How do the records below read from their first line through the line containing "use std::time::Instant;"? Write those lines out exactly.

*** Data extracts ***

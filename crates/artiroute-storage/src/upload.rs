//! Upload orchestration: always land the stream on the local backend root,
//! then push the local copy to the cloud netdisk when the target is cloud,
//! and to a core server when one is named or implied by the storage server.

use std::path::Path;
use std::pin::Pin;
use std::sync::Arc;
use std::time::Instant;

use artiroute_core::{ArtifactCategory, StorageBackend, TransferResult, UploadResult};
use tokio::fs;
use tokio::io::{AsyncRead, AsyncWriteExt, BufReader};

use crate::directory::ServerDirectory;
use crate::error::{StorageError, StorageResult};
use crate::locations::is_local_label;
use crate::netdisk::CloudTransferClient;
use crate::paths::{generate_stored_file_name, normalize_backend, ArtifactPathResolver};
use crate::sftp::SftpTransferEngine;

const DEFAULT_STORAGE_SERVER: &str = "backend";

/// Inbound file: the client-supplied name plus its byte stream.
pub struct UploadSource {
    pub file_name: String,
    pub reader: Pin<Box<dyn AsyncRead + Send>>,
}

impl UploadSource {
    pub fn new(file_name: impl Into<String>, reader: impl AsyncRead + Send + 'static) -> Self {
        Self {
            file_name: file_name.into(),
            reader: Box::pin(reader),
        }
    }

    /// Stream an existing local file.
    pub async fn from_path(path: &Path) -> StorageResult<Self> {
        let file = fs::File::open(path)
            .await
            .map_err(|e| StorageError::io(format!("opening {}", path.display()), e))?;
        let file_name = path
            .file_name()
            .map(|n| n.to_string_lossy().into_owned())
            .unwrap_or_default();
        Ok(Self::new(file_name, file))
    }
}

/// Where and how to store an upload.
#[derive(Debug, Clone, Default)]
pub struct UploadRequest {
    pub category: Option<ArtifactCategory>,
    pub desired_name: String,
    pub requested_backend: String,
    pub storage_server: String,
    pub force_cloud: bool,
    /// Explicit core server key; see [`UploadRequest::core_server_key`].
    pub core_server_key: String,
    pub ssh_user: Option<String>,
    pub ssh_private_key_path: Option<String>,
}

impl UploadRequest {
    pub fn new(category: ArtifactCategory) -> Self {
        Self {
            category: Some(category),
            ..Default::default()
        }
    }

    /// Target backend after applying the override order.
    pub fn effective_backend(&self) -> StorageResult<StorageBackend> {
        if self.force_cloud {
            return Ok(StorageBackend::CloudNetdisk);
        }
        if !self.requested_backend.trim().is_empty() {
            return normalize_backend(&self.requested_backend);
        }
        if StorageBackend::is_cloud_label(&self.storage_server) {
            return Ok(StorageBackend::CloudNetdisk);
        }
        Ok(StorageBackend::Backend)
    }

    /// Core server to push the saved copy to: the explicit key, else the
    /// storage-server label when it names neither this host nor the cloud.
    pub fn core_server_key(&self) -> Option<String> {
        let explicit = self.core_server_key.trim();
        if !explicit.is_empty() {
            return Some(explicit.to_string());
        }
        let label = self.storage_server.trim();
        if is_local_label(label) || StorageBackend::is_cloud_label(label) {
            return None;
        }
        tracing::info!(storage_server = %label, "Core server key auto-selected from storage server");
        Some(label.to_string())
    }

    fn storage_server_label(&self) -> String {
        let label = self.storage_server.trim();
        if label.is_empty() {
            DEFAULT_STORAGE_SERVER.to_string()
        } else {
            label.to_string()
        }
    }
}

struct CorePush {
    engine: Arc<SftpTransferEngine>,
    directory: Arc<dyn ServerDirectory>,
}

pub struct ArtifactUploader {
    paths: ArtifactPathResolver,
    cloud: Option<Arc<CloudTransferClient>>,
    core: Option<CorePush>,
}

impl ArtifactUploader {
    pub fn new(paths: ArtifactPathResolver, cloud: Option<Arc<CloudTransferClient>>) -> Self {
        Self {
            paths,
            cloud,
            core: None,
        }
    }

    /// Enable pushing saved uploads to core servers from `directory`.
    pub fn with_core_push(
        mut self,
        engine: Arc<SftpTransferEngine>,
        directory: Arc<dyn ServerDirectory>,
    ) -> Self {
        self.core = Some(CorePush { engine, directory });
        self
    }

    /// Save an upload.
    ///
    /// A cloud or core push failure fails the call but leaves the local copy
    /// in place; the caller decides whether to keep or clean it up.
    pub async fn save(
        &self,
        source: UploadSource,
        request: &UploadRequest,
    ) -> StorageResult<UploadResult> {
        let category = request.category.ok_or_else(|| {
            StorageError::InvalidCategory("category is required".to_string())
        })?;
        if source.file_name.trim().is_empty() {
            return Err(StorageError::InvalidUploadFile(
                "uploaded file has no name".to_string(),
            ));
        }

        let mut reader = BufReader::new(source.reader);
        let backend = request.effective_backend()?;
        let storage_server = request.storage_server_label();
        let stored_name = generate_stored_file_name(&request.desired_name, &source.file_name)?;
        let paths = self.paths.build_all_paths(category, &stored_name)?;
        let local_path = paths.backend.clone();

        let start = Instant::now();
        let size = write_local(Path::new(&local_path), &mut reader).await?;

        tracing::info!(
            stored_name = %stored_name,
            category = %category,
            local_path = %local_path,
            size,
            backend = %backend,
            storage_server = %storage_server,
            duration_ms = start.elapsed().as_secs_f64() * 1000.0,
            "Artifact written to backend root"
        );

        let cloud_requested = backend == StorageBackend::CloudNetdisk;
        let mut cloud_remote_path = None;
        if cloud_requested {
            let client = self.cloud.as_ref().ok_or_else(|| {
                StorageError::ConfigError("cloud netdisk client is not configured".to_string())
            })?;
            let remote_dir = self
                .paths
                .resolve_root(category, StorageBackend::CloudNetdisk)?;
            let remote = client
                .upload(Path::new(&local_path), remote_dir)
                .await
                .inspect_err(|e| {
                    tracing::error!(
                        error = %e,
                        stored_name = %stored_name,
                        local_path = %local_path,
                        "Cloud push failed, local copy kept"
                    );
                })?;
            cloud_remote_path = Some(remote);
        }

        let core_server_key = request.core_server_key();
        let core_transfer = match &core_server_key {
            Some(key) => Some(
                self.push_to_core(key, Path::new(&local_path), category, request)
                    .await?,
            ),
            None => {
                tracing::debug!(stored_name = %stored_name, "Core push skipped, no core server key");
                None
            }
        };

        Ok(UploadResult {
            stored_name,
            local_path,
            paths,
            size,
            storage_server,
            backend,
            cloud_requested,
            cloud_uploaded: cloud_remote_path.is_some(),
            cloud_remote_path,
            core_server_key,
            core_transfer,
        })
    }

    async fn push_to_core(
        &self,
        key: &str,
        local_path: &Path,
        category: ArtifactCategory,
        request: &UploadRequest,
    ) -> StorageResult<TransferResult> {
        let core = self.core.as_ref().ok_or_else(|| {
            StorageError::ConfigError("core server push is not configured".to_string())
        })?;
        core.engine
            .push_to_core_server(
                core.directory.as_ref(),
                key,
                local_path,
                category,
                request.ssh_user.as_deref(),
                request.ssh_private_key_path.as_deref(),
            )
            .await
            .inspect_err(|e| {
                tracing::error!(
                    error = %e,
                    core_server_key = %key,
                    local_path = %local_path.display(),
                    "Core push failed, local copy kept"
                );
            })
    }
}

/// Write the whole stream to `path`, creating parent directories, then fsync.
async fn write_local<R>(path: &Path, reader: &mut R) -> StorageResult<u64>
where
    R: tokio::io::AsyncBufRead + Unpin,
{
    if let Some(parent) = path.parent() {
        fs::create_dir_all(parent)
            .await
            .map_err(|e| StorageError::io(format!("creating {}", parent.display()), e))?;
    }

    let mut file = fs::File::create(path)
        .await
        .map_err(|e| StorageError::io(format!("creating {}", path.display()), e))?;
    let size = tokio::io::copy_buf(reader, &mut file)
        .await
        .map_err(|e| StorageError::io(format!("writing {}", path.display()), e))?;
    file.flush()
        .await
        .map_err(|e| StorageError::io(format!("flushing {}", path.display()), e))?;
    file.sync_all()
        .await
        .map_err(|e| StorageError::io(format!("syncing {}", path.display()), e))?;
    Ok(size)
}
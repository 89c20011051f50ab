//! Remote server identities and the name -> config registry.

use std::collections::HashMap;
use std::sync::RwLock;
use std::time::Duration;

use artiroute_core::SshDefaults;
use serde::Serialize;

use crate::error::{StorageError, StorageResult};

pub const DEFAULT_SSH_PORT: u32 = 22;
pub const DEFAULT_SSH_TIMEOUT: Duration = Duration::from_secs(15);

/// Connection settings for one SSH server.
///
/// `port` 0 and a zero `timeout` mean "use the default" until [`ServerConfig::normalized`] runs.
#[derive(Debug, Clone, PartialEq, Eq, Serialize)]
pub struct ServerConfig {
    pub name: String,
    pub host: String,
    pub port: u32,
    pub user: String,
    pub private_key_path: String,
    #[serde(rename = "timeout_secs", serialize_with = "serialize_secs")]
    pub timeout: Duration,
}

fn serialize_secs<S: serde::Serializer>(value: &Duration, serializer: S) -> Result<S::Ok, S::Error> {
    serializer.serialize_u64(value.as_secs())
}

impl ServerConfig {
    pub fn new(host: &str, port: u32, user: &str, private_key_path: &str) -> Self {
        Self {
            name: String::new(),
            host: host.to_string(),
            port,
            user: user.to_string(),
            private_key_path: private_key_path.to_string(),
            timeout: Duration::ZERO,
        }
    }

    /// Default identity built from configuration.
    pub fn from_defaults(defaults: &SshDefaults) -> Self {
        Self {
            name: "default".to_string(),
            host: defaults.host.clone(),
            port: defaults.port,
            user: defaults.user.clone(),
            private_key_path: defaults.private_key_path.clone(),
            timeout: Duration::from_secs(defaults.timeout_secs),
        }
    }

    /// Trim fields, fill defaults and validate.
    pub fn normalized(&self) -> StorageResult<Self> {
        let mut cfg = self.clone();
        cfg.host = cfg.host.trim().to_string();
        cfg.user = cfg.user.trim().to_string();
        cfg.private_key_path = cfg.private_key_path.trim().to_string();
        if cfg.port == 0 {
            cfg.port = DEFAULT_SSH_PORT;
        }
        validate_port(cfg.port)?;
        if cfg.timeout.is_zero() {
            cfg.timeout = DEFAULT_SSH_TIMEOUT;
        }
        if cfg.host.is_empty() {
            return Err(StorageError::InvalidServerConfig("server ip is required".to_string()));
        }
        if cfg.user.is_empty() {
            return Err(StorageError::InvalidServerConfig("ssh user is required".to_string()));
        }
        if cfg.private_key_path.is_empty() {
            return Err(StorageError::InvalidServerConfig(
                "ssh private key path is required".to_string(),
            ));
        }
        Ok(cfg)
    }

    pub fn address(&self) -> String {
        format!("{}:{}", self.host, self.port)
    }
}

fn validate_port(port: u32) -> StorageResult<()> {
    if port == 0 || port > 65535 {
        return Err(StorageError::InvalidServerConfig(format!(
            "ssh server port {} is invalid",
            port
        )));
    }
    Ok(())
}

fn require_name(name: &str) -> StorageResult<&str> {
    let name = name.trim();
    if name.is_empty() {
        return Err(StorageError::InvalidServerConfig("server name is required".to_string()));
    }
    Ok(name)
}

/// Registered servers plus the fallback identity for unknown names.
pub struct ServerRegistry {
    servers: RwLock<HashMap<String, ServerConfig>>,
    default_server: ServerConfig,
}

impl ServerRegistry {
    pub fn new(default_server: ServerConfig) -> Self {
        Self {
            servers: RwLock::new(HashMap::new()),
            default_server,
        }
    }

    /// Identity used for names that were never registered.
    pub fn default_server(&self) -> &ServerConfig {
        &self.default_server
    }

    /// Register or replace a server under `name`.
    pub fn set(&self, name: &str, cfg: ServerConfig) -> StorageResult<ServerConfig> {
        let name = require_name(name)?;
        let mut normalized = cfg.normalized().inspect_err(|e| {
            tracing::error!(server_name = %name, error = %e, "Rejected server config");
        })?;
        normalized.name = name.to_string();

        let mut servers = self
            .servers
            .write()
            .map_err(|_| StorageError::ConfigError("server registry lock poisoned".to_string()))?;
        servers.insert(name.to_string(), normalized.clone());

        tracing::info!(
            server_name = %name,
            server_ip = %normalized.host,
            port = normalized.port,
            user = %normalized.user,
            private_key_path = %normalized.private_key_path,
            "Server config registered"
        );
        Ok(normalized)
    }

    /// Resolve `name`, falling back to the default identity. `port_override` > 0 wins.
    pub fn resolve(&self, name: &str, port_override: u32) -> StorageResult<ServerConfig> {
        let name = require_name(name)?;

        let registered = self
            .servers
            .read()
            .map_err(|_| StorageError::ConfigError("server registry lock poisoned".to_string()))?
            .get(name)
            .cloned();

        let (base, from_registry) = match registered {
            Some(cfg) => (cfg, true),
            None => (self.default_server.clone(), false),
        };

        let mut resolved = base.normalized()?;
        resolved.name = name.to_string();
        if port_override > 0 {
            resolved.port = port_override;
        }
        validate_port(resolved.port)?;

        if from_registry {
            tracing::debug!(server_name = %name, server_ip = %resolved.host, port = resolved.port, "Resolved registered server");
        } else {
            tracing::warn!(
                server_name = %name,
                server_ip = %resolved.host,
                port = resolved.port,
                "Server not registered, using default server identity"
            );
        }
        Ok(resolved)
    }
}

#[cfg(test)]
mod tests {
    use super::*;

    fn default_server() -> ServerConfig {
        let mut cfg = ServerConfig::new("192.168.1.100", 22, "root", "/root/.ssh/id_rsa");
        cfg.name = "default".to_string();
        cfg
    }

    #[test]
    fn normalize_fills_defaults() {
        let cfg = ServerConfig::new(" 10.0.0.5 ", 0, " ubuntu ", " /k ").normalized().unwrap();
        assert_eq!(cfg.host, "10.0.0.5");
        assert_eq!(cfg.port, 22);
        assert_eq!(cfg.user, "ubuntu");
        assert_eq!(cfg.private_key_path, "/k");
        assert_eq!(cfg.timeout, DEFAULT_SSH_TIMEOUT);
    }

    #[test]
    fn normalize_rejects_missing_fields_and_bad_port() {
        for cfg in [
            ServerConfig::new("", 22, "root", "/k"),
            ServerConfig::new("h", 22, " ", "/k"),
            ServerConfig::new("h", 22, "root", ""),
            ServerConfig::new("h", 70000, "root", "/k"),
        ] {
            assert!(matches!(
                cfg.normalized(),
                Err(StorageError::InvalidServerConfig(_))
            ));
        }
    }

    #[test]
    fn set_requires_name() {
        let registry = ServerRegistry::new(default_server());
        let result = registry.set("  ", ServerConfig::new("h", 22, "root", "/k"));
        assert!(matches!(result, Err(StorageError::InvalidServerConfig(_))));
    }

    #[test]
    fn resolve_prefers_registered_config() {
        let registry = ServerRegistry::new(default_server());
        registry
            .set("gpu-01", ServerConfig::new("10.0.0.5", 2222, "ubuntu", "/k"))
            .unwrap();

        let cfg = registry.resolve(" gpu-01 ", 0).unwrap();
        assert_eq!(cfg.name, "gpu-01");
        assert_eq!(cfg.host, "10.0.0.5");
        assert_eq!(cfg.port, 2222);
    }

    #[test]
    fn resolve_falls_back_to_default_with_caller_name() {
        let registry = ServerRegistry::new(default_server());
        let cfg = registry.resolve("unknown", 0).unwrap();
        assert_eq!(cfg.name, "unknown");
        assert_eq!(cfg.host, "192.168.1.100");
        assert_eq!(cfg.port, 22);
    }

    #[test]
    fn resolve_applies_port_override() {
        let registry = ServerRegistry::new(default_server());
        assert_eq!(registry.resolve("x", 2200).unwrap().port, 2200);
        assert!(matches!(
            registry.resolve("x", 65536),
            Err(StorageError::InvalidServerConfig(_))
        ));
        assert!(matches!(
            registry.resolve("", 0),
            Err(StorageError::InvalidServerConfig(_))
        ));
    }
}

*** End of Data extracts ***

The answer:
filename crates/artiroute-storage/src/upload.rs
//! Upload orchestration: always land the stream on the local backend root,
//! then push the local copy to the cloud netdisk when the target is cloud,
//! and to a core server when one is named or implied by the storage server.

use std::path::Path;
use std::pin::Pin;
use std::sync::Arc;
use std::time::Instant;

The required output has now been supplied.